The Climate Chaos of the Retail Gods

I love a good sale. Truly, I do. There’s nothing better than scoring that darling Brooks Brother pencil skirt without having to forgo things like food and electricity for a month. I probably owe much of this to my grandmother who could attack a Gayfer’s Midnight Madness Sale with all the tactical fervor of Napoleon Bonaparte. Yet, I am perpetually perplexed by the deals I score in the wrong countries.

When Christmas is over and the Boxing Day sales have left the flagship stores along Edinburgh’s Princes Street decimated, the new shoots of the spring lines slowly begin to appear. We are offered eyelet and linen in soft playful colors and the empty promise of warm enough weather to wear it all. Conversely, in department stores all across Florida, once we put our whites away after Labor Day, the flannel and fur set in for a winter that will never quite be cold enough.

Due to my transatlantic circumstances, this ends up suiting me just fine (no pun intended). When it’s left on the rack here in Scotland, I’ll happily rescue that fabulous silk dress at half-price and give it a foreign life of – Ooh, we’re did you get that lovely dress?Oh, this? I got it at this great shop in Scotland. It never gets old. And, due to a necessary lack of cute shoes, I’m always pleased to snag a pair of reduced-to-clear winter boots at the Tallahassee Dillard’s that no one in Scotland will have.

However, I do not believe the pantheon of retail gods are smiling on someone like me. They’re in it for a profit and I shop the sales for a reason. My meager monetary contributions aren’t going to make a dent in anyone’s bottom line. So, in all seriousness, what’s the deal?

Is this not supply-chain dysfunction on a global scale? The merchandising majors of this world cannot be that oblivious to climate, can they? I, too, struggled in freshman meteorology in college, but I can certainly tell you that the seasons of Florida are hot, hotter, hottest, and Christmas, and Scotland’s are cold, colder, coldest, and rain. That’s just science.

Therefore, would it not be easier (and more profitable!) to cater to warmer winters and cooler summers in certain places?
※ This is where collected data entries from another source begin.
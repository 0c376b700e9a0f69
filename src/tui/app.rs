//! Debugger application state and logic.

use crate::clock::Pacer;
use crate::config::Config;
use crate::cpu::{Cpu, StepOutcome};
use crate::rom::{disassemble_instruction, Rom};
use std::collections::HashSet;
use std::time::{Duration, Instant};

/// Timer ticks a key stays down after the terminal reports a press.
///
/// Most terminals never send key-up events, so a press is held briefly and
/// kept alive by auto-repeat.
pub const KEY_HOLD_TICKS: u8 = 8;

/// Map a keyboard character onto the hex keypad.
///
/// ```text
///   1 2 3 4        1 2 3 C
///   Q W E R   ->   4 5 6 D
///   A S D F        7 8 9 E
///   Z X C V        A 0 B F
/// ```
pub fn keymap(c: char) -> Option<u8> {
    let key = match c.to_ascii_lowercase() {
        '1' => 0x1, '2' => 0x2, '3' => 0x3, '4' => 0xC,
        'q' => 0x4, 'w' => 0x5, 'e' => 0x6, 'r' => 0xD,
        'a' => 0x7, 's' => 0x8, 'd' => 0x9, 'f' => 0xE,
        'z' => 0xA, 'x' => 0x0, 'c' => 0xB, 'v' => 0xF,
        _ => return None,
    };
    Some(key)
}

/// Debugger application state.
pub struct DebuggerApp {
    /// The machine being debugged.
    pub cpu: Cpu,
    /// Loaded program, kept for resets.
    pub rom: Rom,
    /// Breakpoints (by address).
    pub breakpoints: HashSet<u16>,
    /// Is the machine running continuously?
    pub running: bool,
    /// Should we quit?
    pub should_quit: bool,
    /// Status message to display.
    pub status: String,
    /// Memory view scroll offset, in rows of 8 bytes from I.
    pub mem_scroll: usize,
    /// Set after a fatal CPU error until the next reset.
    pub faulted: bool,
    pacer: Pacer,
    key_hold: [u8; 16],
    /// Breakpoint address to step over on the first step after `run`.
    resume_from: Option<u16>,
}

impl DebuggerApp {
    /// Create a new debugger with a loaded program.
    pub fn new(rom: Rom, config: &Config) -> Self {
        let mut cpu = config.build_cpu();
        let mut status = format!("Loaded {}. p: run, n: step, Esc: quit.", rom.name);
        if let Err(e) = cpu.load_program(&rom.bytes) {
            status = format!("Error: {}", e);
        }

        Self {
            cpu,
            rom,
            breakpoints: HashSet::new(),
            running: false,
            should_quit: false,
            status,
            mem_scroll: 0,
            faulted: false,
            pacer: config.pacer(),
            key_hold: [0; 16],
            resume_from: None,
        }
    }

    /// Step one instruction.
    pub fn step(&mut self) {
        if self.faulted {
            self.status = "Machine faulted. Press o to reset.".into();
            self.running = false;
            return;
        }

        let pc = self.cpu.regs.pc;
        match self.cpu.step() {
            Ok(StepOutcome::Executed(_)) => {
                if !self.running {
                    let word = self.cpu.mem.read_word(pc as usize).unwrap_or(0);
                    self.status = format!("PC={:03X}: {}", pc, disassemble_instruction(word));
                }
            }
            Ok(StepOutcome::WaitingForKey) => {
                self.status = format!("PC={:03X}: waiting for a key", pc);
            }
            Ok(StepOutcome::Unknown(word)) => {
                self.status = format!("PC={:03X}: unknown instruction {:04X}", pc, word);
            }
            Err(e) => {
                self.status = format!("Error at PC={:03X}: {}", pc, e);
                self.running = false;
                self.faulted = true;
            }
        }
    }

    /// Start continuous execution.
    pub fn run(&mut self) {
        self.running = true;
        self.resume_from = Some(self.cpu.regs.pc);
        self.pacer.reset();
        self.status = "Running...".into();
    }

    /// Stop continuous execution.
    pub fn pause(&mut self) {
        self.running = false;
        self.status = format!("Paused at PC={:03X}.", self.cpu.regs.pc);
    }

    /// Decrement the timers once and age held keys.
    pub fn tick(&mut self) {
        self.cpu.tick();
        for (key, hold) in self.key_hold.iter_mut().enumerate() {
            if *hold > 0 {
                *hold -= 1;
                if *hold == 0 {
                    self.cpu.keys.release(key as u8);
                }
            }
        }
    }

    /// Spend the steps and ticks owed for `elapsed` wall-clock time.
    pub fn advance(&mut self, elapsed: Duration) {
        let budget = self.pacer.advance(elapsed);
        if !self.running {
            return;
        }

        for _ in 0..budget.steps {
            let pc = self.cpu.regs.pc;
            let resuming = self.resume_from.take() == Some(pc);
            if !resuming && self.breakpoints.contains(&pc) {
                self.running = false;
                self.status = format!("Breakpoint at PC={:03X}", pc);
                break;
            }
            self.step();
            if !self.running {
                break;
            }
        }

        for _ in 0..budget.ticks {
            self.tick();
        }
    }

    /// Hold a keypad key down for a while.
    pub fn press_key(&mut self, key: u8) {
        self.cpu.keys.press(key);
        self.key_hold[(key & 0x0F) as usize] = KEY_HOLD_TICKS;
    }

    /// Release a keypad key immediately.
    pub fn release_key(&mut self, key: u8) {
        self.cpu.keys.release(key);
        self.key_hold[(key & 0x0F) as usize] = 0;
    }

    /// Toggle breakpoint at current PC.
    pub fn toggle_breakpoint(&mut self) {
        let pc = self.cpu.regs.pc;
        if self.breakpoints.remove(&pc) {
            self.status = format!("Removed breakpoint at PC={:03X}", pc);
        } else {
            self.breakpoints.insert(pc);
            self.status = format!("Set breakpoint at PC={:03X}", pc);
        }
    }

    /// Reset the machine and reload the program.
    pub fn reset(&mut self) {
        self.cpu.reset();
        if let Err(e) = self.cpu.load_program(&self.rom.bytes) {
            self.status = format!("Error: {}", e);
            return;
        }
        self.running = false;
        self.faulted = false;
        self.key_hold = [0; 16];
        self.resume_from = None;
        self.pacer.reset();
        self.status = "Reset. Ready.".into();
    }

    /// Get disassembly starting a little before PC.
    ///
    /// Each entry is (address, word, text, is_current).
    pub fn get_disassembly(&self, lines: usize) -> Vec<(u16, u16, String, bool)> {
        let pc = self.cpu.regs.pc;
        let start = pc.saturating_sub((lines / 2) as u16 * 2);

        (0..lines as u16)
            .filter_map(|n| {
                let addr = start.checked_add(n * 2)?;
                let word = self.cpu.mem.read_word(addr as usize).ok()?;
                Some((addr, word, disassemble_instruction(word), addr == pc))
            })
            .collect()
    }
}

/// Run the debugger with a program.
pub fn run_debugger(rom: Rom, config: &Config, start_running: bool) -> std::io::Result<()> {
    use crossterm::{
        event::{self, Event, KeyCode, KeyEventKind},
        terminal::{disable_raw_mode, enable_raw_mode, EnterAlternateScreen, LeaveAlternateScreen},
        ExecutableCommand,
    };
    use ratatui::prelude::*;
    use std::io::stdout;

    // Setup terminal
    enable_raw_mode()?;
    stdout().execute(EnterAlternateScreen)?;
    let mut terminal = Terminal::new(CrosstermBackend::new(stdout()))?;

    // Create app
    let mut app = DebuggerApp::new(rom, config);
    if start_running {
        app.run();
    }
    let mut last = Instant::now();

    // Main loop
    loop {
        // Draw
        terminal.draw(|frame| {
            super::ui::draw(frame, &app);
        })?;

        // Handle input
        let wait = app.pacer.until_next().min(Duration::from_millis(16));
        if event::poll(wait)? {
            if let Event::Key(key) = event::read()? {
                match (key.kind, key.code) {
                    (KeyEventKind::Release, KeyCode::Char(c)) => {
                        if let Some(k) = keymap(c) {
                            app.release_key(k);
                        }
                    }
                    (KeyEventKind::Release, _) => {}
                    (_, KeyCode::Esc) => app.should_quit = true,
                    (_, KeyCode::Char('n')) => {
                        app.running = false;
                        app.step();
                    }
                    (_, KeyCode::Char('p')) => {
                        if app.running {
                            app.pause();
                        } else {
                            app.run();
                        }
                    }
                    (_, KeyCode::Char('t')) => app.tick(),
                    (_, KeyCode::Char('b')) => app.toggle_breakpoint(),
                    (_, KeyCode::Char('o')) => app.reset(),
                    (_, KeyCode::Up) => {
                        app.mem_scroll = app.mem_scroll.saturating_sub(1);
                    }
                    (_, KeyCode::Down) => {
                        if app.mem_scroll < 64 {
                            app.mem_scroll += 1;
                        }
                    }
                    (_, KeyCode::Char(c)) => {
                        if let Some(k) = keymap(c) {
                            app.press_key(k);
                        }
                    }
                    _ => {}
                }
            }
        }

        // Pace continuous running
        let now = Instant::now();
        app.advance(now - last);
        last = now;

        if app.should_quit {
            break;
        }
    }

    // Restore terminal
    disable_raw_mode()?;
    stdout().execute(LeaveAlternateScreen)?;

    Ok(())
}

#[cfg(test)]
mod tests {
    use super::*;

    fn app_with(bytes: &[u8]) -> DebuggerApp {
        let config = Config { seed: Some(7), cpu_hz: 600, timer_hz: 60, ..Config::default() };
        DebuggerApp::new(Rom::from_bytes("test", bytes.to_vec()).unwrap(), &config)
    }

    #[test]
    fn test_keymap() {
        assert_eq!(keymap('1'), Some(0x1));
        assert_eq!(keymap('V'), Some(0xF));
        assert_eq!(keymap('x'), Some(0x0));
        assert_eq!(keymap('p'), None);
    }

    #[test]
    fn test_advance_runs_paced_steps() {
        // 0x200: ADD V0, 1 ; 0x202: JP 200
        let mut app = app_with(&[0x70, 0x01, 0x12, 0x00]);
        app.run();
        app.advance(Duration::from_millis(100));

        assert_eq!(app.cpu.cycles, 60);
        assert_eq!(app.cpu.regs.v[0], 30);
    }

    #[test]
    fn test_paused_app_does_not_step() {
        let mut app = app_with(&[0x70, 0x01, 0x12, 0x00]);
        app.advance(Duration::from_millis(100));
        assert_eq!(app.cpu.cycles, 0);
    }

    #[test]
    fn test_breakpoint_stops_run() {
        let mut app = app_with(&[0x70, 0x01, 0x70, 0x01, 0x12, 0x00]);
        app.breakpoints.insert(0x202);
        app.run();
        app.advance(Duration::from_millis(100));

        assert!(!app.running);
        assert_eq!(app.cpu.regs.pc, 0x202);
        assert_eq!(app.cpu.cycles, 1);
    }

    #[test]
    fn test_run_resumes_past_breakpoint() {
        // 0x200: ADD V0, 1 ; 0x202: ADD V0, 1 ; 0x204: JP 200
        let mut app = app_with(&[0x70, 0x01, 0x70, 0x01, 0x12, 0x00]);
        app.breakpoints.insert(0x202);
        app.run();
        app.advance(Duration::from_millis(100));
        assert_eq!(app.cpu.cycles, 1);

        app.run();
        app.advance(Duration::from_millis(100));

        assert!(!app.running);
        assert_eq!(app.cpu.regs.pc, 0x202);
        assert_eq!(app.cpu.cycles, 4);
        assert_eq!(app.cpu.regs.v[0], 3);
        assert!(app.status.contains("Breakpoint at PC=202"));
    }

    #[test]
    fn test_toggle_breakpoint() {
        let mut app = app_with(&[0x12, 0x00]);
        app.toggle_breakpoint();
        assert!(app.breakpoints.contains(&0x200));
        app.toggle_breakpoint();
        assert!(app.breakpoints.is_empty());
    }

    #[test]
    fn test_fault_stops_and_reset_recovers() {
        let mut app = app_with(&[0x00, 0xEE]);
        app.run();
        app.advance(Duration::from_millis(20));
        assert!(app.faulted);
        assert!(!app.running);
        assert!(app.status.contains("stack underflow"));

        app.reset();
        assert!(!app.faulted);
        assert_eq!(app.cpu.regs.pc, 0x200);
    }

    #[test]
    fn test_held_key_decays() {
        let mut app = app_with(&[0x12, 0x00]);
        app.press_key(0xA);
        for _ in 1..KEY_HOLD_TICKS {
            app.tick();
        }
        assert!(app.cpu.keys.is_pressed(0xA));

        app.tick();
        assert!(!app.cpu.keys.is_pressed(0xA));
    }

    #[test]
    fn test_disassembly_marks_pc() {
        let app = app_with(&[0x6A, 0x02, 0x12, 0x00]);
        let lines = app.get_disassembly(4);
        let current: Vec<_> = lines.iter().filter(|l| l.3).collect();
        assert_eq!(current.len(), 1);
        assert_eq!(current[0].0, 0x200);
        assert_eq!(current[0].2, "LD VA, 02");
    }
}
I have never worked in retail, so this is all mere conjecture. I’m sure there is perfectly logical reasoning behind geographical stock choice. I just haven’t figured it out yet. Then again, maybe it’s something better left to faith and not fact. I’ve got a wedding to go to and there’s a sale on at Anthrolopologie. I’m hoping, at the very least, the twin retail gods, Cheap and Totes Adorbs, are on my side.